- **Exercise objective**: For the records below, report how many lines include the string "reporter", leaving out everything except the number.

(Data supplied begins)

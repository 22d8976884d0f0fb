//! Reply negotiation and rendering.
//!
//! `Accept` picks JSON / text / HTML; `Accept-Encoding: gzip` compresses the
//! body. Every reply that carries a ServerResponse or Metric is signed when
//! a key is configured.

use std::convert::Infallible;

use async_trait::async_trait;
use axum::extract::FromRequestParts;
use axum::http::header::{ACCEPT, ACCEPT_ENCODING, CONTENT_ENCODING, CONTENT_TYPE};
use axum::http::request::Parts;
use axum::http::{HeaderMap, StatusCode};
use axum::response::{IntoResponse, Response};
use tracing::{error, warn};

use telemon_core::protocol::compress::{gzip, lists_gzip};
use telemon_core::protocol::json::{encode_metric, encode_response};
use telemon_core::protocol::BodyFormat;
use telemon_core::{Metric, MetricsError, Result, ServerResponse};

use crate::app_state::AppState;

/// What the client asked for.
#[derive(Debug, Clone, Copy, Default, PartialEq, Eq)]
pub struct Negotiation {
    pub format: BodyFormat,
    pub gzip: bool,
}

impl Negotiation {
    pub fn from_headers(headers: &HeaderMap) -> Self {
        let header = |name| headers.get(name).and_then(|v| v.to_str().ok());
        Self {
            format: BodyFormat::from_accept(header(ACCEPT)),
            gzip: header(ACCEPT_ENCODING).map(lists_gzip).unwrap_or(false),
        }
    }
}

#[async_trait]
impl<S: Send + Sync> FromRequestParts<S> for Negotiation {
    type Rejection = Infallible;

    async fn from_request_parts(parts: &mut Parts, _state: &S) -> std::result::Result<Self, Self::Rejection> {
        Ok(Negotiation::from_headers(&parts.headers))
    }
}

/// Successful handler outcome.
#[derive(Debug)]
pub enum Reply {
    Metric(Metric),
    Message(&'static str),
}

fn finish(neg: Negotiation, status: StatusCode, body: Vec<u8>) -> Response {
    let (body, encoded) = if neg.gzip {
        match gzip(&body) {
            Ok(z) => (z, true),
            Err(e) => {
                error!(error = %e, "reply compression failed; sending plain body");
                (body, false)
            }
        }
    } else {
        (body, false)
    };

    let mut resp = (status, [(CONTENT_TYPE, neg.format.content_type())], body).into_response();
    if encoded {
        resp.headers_mut()
            .insert(CONTENT_ENCODING, axum::http::HeaderValue::from_static("gzip"));
    }
    resp
}

fn encode_failure(e: &MetricsError) -> Response {
    error!(error = %e, "reply encoding failed");
    (StatusCode::INTERNAL_SERVER_ERROR, e.to_string()).into_response()
}

/// Render an error as a (signed) ServerResponse with the mapped status.
pub fn error_response(state: &AppState, neg: Negotiation, e: &MetricsError) -> Response {
    let code = e.client_code();
    let status = StatusCode::from_u16(code.http_status()).unwrap_or(StatusCode::INTERNAL_SERVER_ERROR);
    if e.is_client_error() {
        warn!(code = code.as_str(), error = %e, "request rejected");
    } else {
        error!(code = code.as_str(), error = %e, "request failed");
    }
    state.stats().rejected(code.as_str());

    match encode_response(&ServerResponse::from(e), state.signer(), neg.format) {
        Ok(body) => finish(neg, status, body),
        Err(enc) => encode_failure(&enc),
    }
}

/// Render a handler outcome.
pub fn render(state: &AppState, neg: Negotiation, result: Result<Reply>) -> Response {
    let reply = match result {
        Ok(reply) => reply,
        Err(e) => return error_response(state, neg, &e),
    };

    let body = match &reply {
        Reply::Metric(m) => encode_metric(m, state.signer(), neg.format),
        Reply::Message(msg) => encode_response(&ServerResponse::message(*msg), state.signer(), neg.format),
    };
    match body {
        Ok(body) => finish(neg, StatusCode::OK, body),
        Err(e) => encode_failure(&e),
    }
}
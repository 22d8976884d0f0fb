use std::path::PathBuf;
use std::time::Duration;

use serde::Deserialize;
use telemon_core::{MetricsError, Result};

#[derive(Debug, Clone, Deserialize)]
#[serde(deny_unknown_fields)]
pub struct AgentConfig {
    pub version: u32,

    #[serde(default)]
    pub agent: AgentSection,
}

impl Default for AgentConfig {
    fn default() -> Self {
        Self {
            version: 1,
            agent: AgentSection::default(),
        }
    }
}

impl AgentConfig {
    pub fn validate(&self) -> Result<()> {
        if self.version != 1 {
            return Err(MetricsError::BadRequest(format!(
                "unsupported config version {}",
                self.version
            )));
        }
        self.agent.validate()
    }
}

#[derive(Debug, Clone, Deserialize)]
#[serde(deny_unknown_fields)]
pub struct AgentSection {
    /// Server HTTP address (`host:port` or a full `http://` URL).
    #[serde(default = "default_address")]
    pub address: String,

    /// Server RPC address; selects the RPC transport when set.
    #[serde(default)]
    pub rpc_address: Option<String>,

    #[serde(default)]
    pub key: Option<String>,

    /// PEM public key used to seal request bodies.
    #[serde(default)]
    pub crypto_key: Option<PathBuf>,

    #[serde(default = "default_poll_interval_ms")]
    pub poll_interval_ms: u64,

    #[serde(default = "default_report_interval_ms")]
    pub report_interval_ms: u64,

    #[serde(default = "default_request_timeout_ms")]
    pub request_timeout_ms: u64,
}

impl Default for AgentSection {
    fn default() -> Self {
        Self {
            address: default_address(),
            rpc_address: None,
            key: None,
            crypto_key: None,
            poll_interval_ms: default_poll_interval_ms(),
            report_interval_ms: default_report_interval_ms(),
            request_timeout_ms: default_request_timeout_ms(),
        }
    }
}

impl AgentSection {
    pub fn validate(&self) -> Result<()> {
        if self.address.is_empty() {
            return Err(MetricsError::BadRequest("agent.address must not be empty".into()));
        }
        for (name, v) in [
            ("agent.poll_interval_ms", self.poll_interval_ms),
            ("agent.report_interval_ms", self.report_interval_ms),
            ("agent.request_timeout_ms", self.request_timeout_ms),
        ] {
            if v == 0 {
                return Err(MetricsError::BadRequest(format!("{name} must be greater than 0")));
            }
        }
        if self.report_interval_ms < self.poll_interval_ms {
            tracing::warn!(
                poll_ms = self.poll_interval_ms,
                report_ms = self.report_interval_ms,
                "report interval is shorter than poll interval"
            );
        }
        Ok(())
    }

    pub fn poll_interval(&self) -> Duration {
        Duration::from_millis(self.poll_interval_ms)
    }

    pub fn report_interval(&self) -> Duration {
        Duration::from_millis(self.report_interval_ms)
    }

    pub fn request_timeout(&self) -> Duration {
        Duration::from_millis(self.request_timeout_ms)
    }

    pub fn rpc_address(&self) -> Option<&str> {
        self.rpc_address.as_deref().filter(|s| !s.is_empty())
    }
}

fn default_address() -> String {
    "127.0.0.1:8080".into()
}
fn default_poll_interval_ms() -> u64 {
    2_000
}
fn default_report_interval_ms() -> u64 {
    10_000
}
fn default_request_timeout_ms() -> u64 {
    5_000
}
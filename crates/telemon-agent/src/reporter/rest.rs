//! HTTP batch transport: `POST /updates/` with a gzip (optionally sealed)
//! JSON array.

use std::time::Duration;

use async_trait::async_trait;
use reqwest::header::{ACCEPT, CONTENT_ENCODING, CONTENT_TYPE};
use reqwest::Client;
use tracing::debug;

use telemon_core::protocol::compress::gzip;
use telemon_core::protocol::json::encode_batch;
use telemon_core::protocol::{Sealer, Signer};
use telemon_core::{Metric, MetricsError, Result, ServerResponse};

use super::Transport;

pub struct RestTransport {
    client: Client,
    url: String,
    signer: Option<Signer>,
    sealer: Option<Sealer>,
}

fn batch_url(address: &str) -> String {
    let base = if address.starts_with("http://") || address.starts_with("https://") {
        address.trim_end_matches('/').to_string()
    } else {
        format!("http://{}", address.trim_end_matches('/'))
    };
    format!("{base}/updates/")
}

impl RestTransport {
    pub fn new(address: &str, timeout: Duration, signer: Option<Signer>, sealer: Option<Sealer>) -> Result<Self> {
        let client = Client::builder()
            .timeout(timeout)
            .build()
            .map_err(|e| MetricsError::Internal(format!("http client: {e}")))?;
        Ok(Self {
            client,
            url: batch_url(address),
            signer,
            sealer,
        })
    }

    fn body(&self, metrics: &[Metric]) -> Result<Vec<u8>> {
        let compressed = gzip(&encode_batch(metrics, self.signer.as_ref())?)?;
        match &self.sealer {
            Some(sealer) => sealer.seal(&compressed),
            None => Ok(compressed),
        }
    }
}

#[async_trait]
impl Transport for RestTransport {
    fn name(&self) -> &'static str {
        "rest"
    }

    async fn deliver(&self, metrics: &[Metric]) -> Result<Vec<usize>> {
        let body = self.body(metrics)?;

        let resp = self
            .client
            .post(&self.url)
            .header(CONTENT_TYPE, "application/json")
            .header(CONTENT_ENCODING, "gzip")
            .header(ACCEPT, "application/json")
            .body(body)
            .send()
            .await
            .map_err(|e| MetricsError::Unavailable(format!("POST {}: {e}", self.url)))?;

        let status = resp.status();
        let bytes = resp
            .bytes()
            .await
            .map_err(|e| MetricsError::Unavailable(format!("read reply: {e}")))?;

        if !status.is_success() {
            return Err(MetricsError::Unavailable(format!(
                "server replied {status}: {}",
                String::from_utf8_lossy(&bytes).trim()
            )));
        }

        // A signed reply must verify; an unsigned or non-JSON one is accepted.
        if let (Some(signer), Ok(reply)) = (&self.signer, serde_json::from_slice::<ServerResponse>(&bytes)) {
            if !reply.hash.is_empty() {
                signer.verify_response(&reply)?;
            }
        }
        debug!(url = %self.url, size = metrics.len(), "batch accepted");
        Ok((0..metrics.len()).collect())
    }
}

#[cfg(test)]
mod tests {
    use super::batch_url;

    #[test]
    fn url_forms() {
        assert_eq!(batch_url("localhost:8080"), "http://localhost:8080/updates/");
        assert_eq!(batch_url("http://h:1/"), "http://h:1/updates/");
    }
}
//! Operational HTTP endpoints.
//!
//! - `/ping` : backend health, negotiated and signed like every other reply
//! - `/`     : HTML status page (stored metrics, request/update/rejection counters)

use std::fmt::Write;

use axum::extract::State;
use axum::http::header::CONTENT_TYPE;
use axum::http::StatusCode;
use axum::response::{IntoResponse, Response};
use tracing::error;

use telemon_core::MetricsError;

use crate::app_state::AppState;
use crate::dispatch::respond::{render, Negotiation, Reply};
use crate::obs::CounterVec;

pub const DB_OK: &str = "DB is working correctly";

pub async fn ping(State(state): State<AppState>, neg: Negotiation) -> Response {
    let result = match state.store().available().await {
        Ok(()) => Ok(Reply::Message(DB_OK)),
        Err(e) => {
            error!(store = state.store().name(), error = %e, "store health probe failed");
            let reason = match e {
                MetricsError::Unavailable(msg) => msg,
                other => other.to_string(),
            };
            Err(MetricsError::Unavailable(format!("DB is down: {reason}")))
        }
    };
    render(&state, neg, result)
}

fn escape_html(s: &str) -> String {
    s.replace('&', "&amp;").replace('<', "&lt;").replace('>', "&gt;")
}

fn counter_table(out: &mut String, title: &str, counters: &CounterVec) {
    let _ = writeln!(out, "<h2>{title}</h2>\n<table>");
    for (labels, value) in counters.snapshot() {
        let labels = labels
            .iter()
            .map(|(k, v)| format!("{k}={}", escape_html(v)))
            .collect::<Vec<_>>()
            .join(" ");
        let _ = writeln!(out, "<tr><td>{labels}</td><td>{value}</td></tr>");
    }
    out.push_str("</table>\n");
}

pub async fn status_page(State(state): State<AppState>) -> Response {
    let mut out = String::from("<!DOCTYPE html>\n<html><head><title>telemon</title></head><body>\n");
    out.push_str("<h1>Server is working</h1>\n");

    match state.store().get_metrics().await {
        Ok(mut metrics) => {
            metrics.sort_by(|a, b| (a.kind.as_str(), &a.id).cmp(&(b.kind.as_str(), &b.id)));
            let _ = writeln!(out, "<h2>Metrics ({})</h2>\n<table>", metrics.len());
            for m in &metrics {
                let _ = writeln!(
                    out,
                    "<tr><td>{}</td><td>{}</td><td>{}</td></tr>",
                    m.kind,
                    escape_html(&m.id),
                    m.as_text()
                );
            }
            out.push_str("</table>\n");
        }
        Err(e) => {
            error!(error = %e, "status page could not list metrics");
            let _ = writeln!(out, "<p>metrics unavailable: {}</p>", escape_html(&e.to_string()));
        }
    }

    let stats = state.stats();
    counter_table(&mut out, "Requests", &stats.requests);
    counter_table(&mut out, "Updates", &stats.updates);
    counter_table(&mut out, "Rejections", &stats.rejections);
    out.push_str("</body></html>\n");

    (StatusCode::OK, [(CONTENT_TYPE, "text/html; charset=utf-8")], out).into_response()
}
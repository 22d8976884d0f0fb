//! Capability interface shared by both backends.

use async_trait::async_trait;

use telemon_core::{Metric, MetricKind, MetricsError, Result};

/// Counter/gauge storage.
///
/// Counters accumulate deltas; gauges keep the last written value. The kind
/// is part of the key: `("x", counter)` and `("x", gauge)` are unrelated.
#[async_trait]
pub trait MetricStore: Send + Sync {
    /// Backend label for logs.
    fn name(&self) -> &'static str;

    /// Establish the backend (pool, schema). Idempotent.
    async fn init(&self) -> Result<()>;

    /// Look up one metric by id and kind. Fails `NotFound` when absent.
    async fn get_metric(&self, query: &Metric) -> Result<Metric>;

    /// Every stored metric, in no particular order.
    async fn get_metrics(&self) -> Result<Vec<Metric>>;

    /// Add a counter delta or replace a gauge value.
    async fn update_metric(&self, metric: &Metric) -> Result<()>;

    /// Apply a batch as a whole: either every element lands or none does.
    async fn update_metrics(&self, batch: &[Metric]) -> Result<()>;

    /// Zero a counter. Fails `NotFound` when absent.
    async fn reset_counter(&self, id: &str) -> Result<()>;

    /// Overwrite values with absolute state (counters are set, not added).
    async fn set_metrics(&self, snapshot: &[Metric]) -> Result<()>;

    /// Health probe.
    async fn available(&self) -> Result<()>;

    /// Release backend resources.
    async fn close(&self) -> Result<()>;
}

/// A validated value ready to be written.
#[derive(Debug, Clone, Copy, PartialEq)]
pub(crate) enum Sample {
    Counter(i64),
    Gauge(f64),
}

impl Sample {
    pub(crate) fn of(metric: &Metric) -> Result<Self> {
        metric.require_value()?;
        let missing = || MetricsError::NullAttr(metric.id.clone());
        match metric.kind {
            MetricKind::Counter => metric.delta.map(Sample::Counter).ok_or_else(missing),
            MetricKind::Gauge => metric.value.map(Sample::Gauge).ok_or_else(missing),
        }
    }
}
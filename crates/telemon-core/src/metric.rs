//! Metric data model and server reply envelope.
//!
//! `Metric` is the typed value flowing through every layer. Its JSON shape is
//! `{"id", "type", "delta"?, "value"?, "hash"?}`. Decoding goes through
//! [`WireMetric`] so an unknown `type` is reported as `BadType` instead of a
//! generic JSON error.

use std::fmt;

use serde::{Deserialize, Serialize};

use crate::error::{MetricsError, Result};

/// Metric namespace.
#[derive(Debug, Clone, Copy, PartialEq, Eq, Hash, Serialize, Deserialize)]
#[serde(rename_all = "lowercase")]
pub enum MetricKind {
    /// Running sum of applied deltas.
    Counter,
    /// Last written value.
    Gauge,
}

impl MetricKind {
    pub fn as_str(self) -> &'static str {
        match self {
            MetricKind::Counter => "counter",
            MetricKind::Gauge => "gauge",
        }
    }

    /// Parse the wire name of a kind.
    pub fn parse(s: &str) -> Result<Self> {
        match s {
            "counter" => Ok(MetricKind::Counter),
            "gauge" => Ok(MetricKind::Gauge),
            other => Err(MetricsError::BadType(other.to_string())),
        }
    }
}

impl fmt::Display for MetricKind {
    fn fmt(&self, f: &mut fmt::Formatter<'_>) -> fmt::Result {
        f.write_str(self.as_str())
    }
}

/// A counter or gauge sample, or a query when neither field is set.
#[derive(Debug, Clone, PartialEq, Serialize, Deserialize)]
#[serde(try_from = "WireMetric")]
pub struct Metric {
    pub id: String,
    #[serde(rename = "type")]
    pub kind: MetricKind,
    #[serde(skip_serializing_if = "Option::is_none")]
    pub delta: Option<i64>,
    #[serde(skip_serializing_if = "Option::is_none")]
    pub value: Option<f64>,
    #[serde(skip_serializing_if = "Option::is_none")]
    pub hash: Option<String>,
}

impl Metric {
    pub fn counter(id: impl Into<String>, delta: i64) -> Self {
        Self {
            id: id.into(),
            kind: MetricKind::Counter,
            delta: Some(delta),
            value: None,
            hash: None,
        }
    }

    pub fn gauge(id: impl Into<String>, value: f64) -> Self {
        Self {
            id: id.into(),
            kind: MetricKind::Gauge,
            delta: None,
            value: Some(value),
            hash: None,
        }
    }

    /// Value-less lookup key.
    pub fn query(id: impl Into<String>, kind: MetricKind) -> Self {
        Self {
            id: id.into(),
            kind,
            delta: None,
            value: None,
            hash: None,
        }
    }

    pub fn is_query(&self) -> bool {
        self.delta.is_none() && self.value.is_none()
    }

    /// Check that exactly the field matching `kind` is set.
    pub fn require_value(&self) -> Result<()> {
        match self.kind {
            MetricKind::Counter => {
                if self.value.is_some() {
                    return Err(MetricsError::BadAttrValue(format!(
                        "counter {} carries a gauge value",
                        self.id
                    )));
                }
                if self.delta.is_none() {
                    return Err(MetricsError::NullAttr(format!("delta of counter {}", self.id)));
                }
            }
            MetricKind::Gauge => {
                if self.delta.is_some() {
                    return Err(MetricsError::BadAttrValue(format!(
                        "gauge {} carries a counter delta",
                        self.id
                    )));
                }
                if self.value.is_none() {
                    return Err(MetricsError::NullAttr(format!("value of gauge {}", self.id)));
                }
            }
        }
        Ok(())
    }

    /// Plain-text rendering: the bare value, then `;hash` when signed.
    pub fn as_text(&self) -> String {
        let mut out = match (self.kind, self.delta, self.value) {
            (MetricKind::Counter, Some(d), _) => d.to_string(),
            (MetricKind::Gauge, _, Some(v)) => format!("{v:.3}"),
            _ => String::new(),
        };
        if let Some(h) = self.hash.as_deref().filter(|h| !h.is_empty()) {
            out.push(';');
            out.push_str(h);
        }
        out
    }
}

/// Untyped JSON form of a metric, used only for decoding.
#[derive(Debug, Clone, Deserialize)]
pub struct WireMetric {
    pub id: String,
    #[serde(rename = "type")]
    pub mtype: String,
    #[serde(default)]
    pub delta: Option<i64>,
    #[serde(default)]
    pub value: Option<f64>,
    #[serde(default)]
    pub hash: Option<String>,
}

impl TryFrom<WireMetric> for Metric {
    type Error = MetricsError;

    fn try_from(w: WireMetric) -> Result<Self> {
        let kind = MetricKind::parse(&w.mtype)?;
        Ok(Metric {
            id: w.id,
            kind,
            delta: w.delta,
            value: w.value,
            hash: w.hash.filter(|h| !h.is_empty()),
        })
    }
}

/// Result envelope returned by the dispatcher and the RPC service.
#[derive(Debug, Clone, Default, PartialEq, Serialize, Deserialize)]
pub struct ServerResponse {
    #[serde(default, skip_serializing_if = "String::is_empty")]
    pub message: String,
    #[serde(default, skip_serializing_if = "String::is_empty")]
    pub error: String,
    #[serde(default, skip_serializing_if = "String::is_empty")]
    pub hash: String,
}

impl ServerResponse {
    pub fn message(msg: impl Into<String>) -> Self {
        Self {
            message: msg.into(),
            ..Default::default()
        }
    }

    pub fn error(err: impl Into<String>) -> Self {
        Self {
            error: err.into(),
            ..Default::default()
        }
    }

    pub fn is_error(&self) -> bool {
        !self.error.is_empty()
    }

    /// `message:..;error:..;hash:..;` with empty parts omitted.
    pub fn as_text(&self) -> String {
        let mut out = String::new();
        if !self.message.is_empty() {
            out.push_str(&format!("message:{};", self.message));
        }
        if !self.error.is_empty() {
            out.push_str(&format!("error:{};", self.error));
        }
        if !self.hash.is_empty() {
            out.push_str(&format!("hash:{};", self.hash));
        }
        out
    }
}

impl From<&MetricsError> for ServerResponse {
    fn from(e: &MetricsError) -> Self {
        ServerResponse::error(e.to_string())
    }
}
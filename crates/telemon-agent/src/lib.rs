//! telemon agent library entry.
//!
//! Samples runtime, process and host statistics into a local store and ships
//! them to the server over HTTP or RPC.

pub mod alloc;
pub mod config;
pub mod lifecycle;
pub mod poller;
pub mod reporter;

(Data supplied ends)

- **Your solution**: 2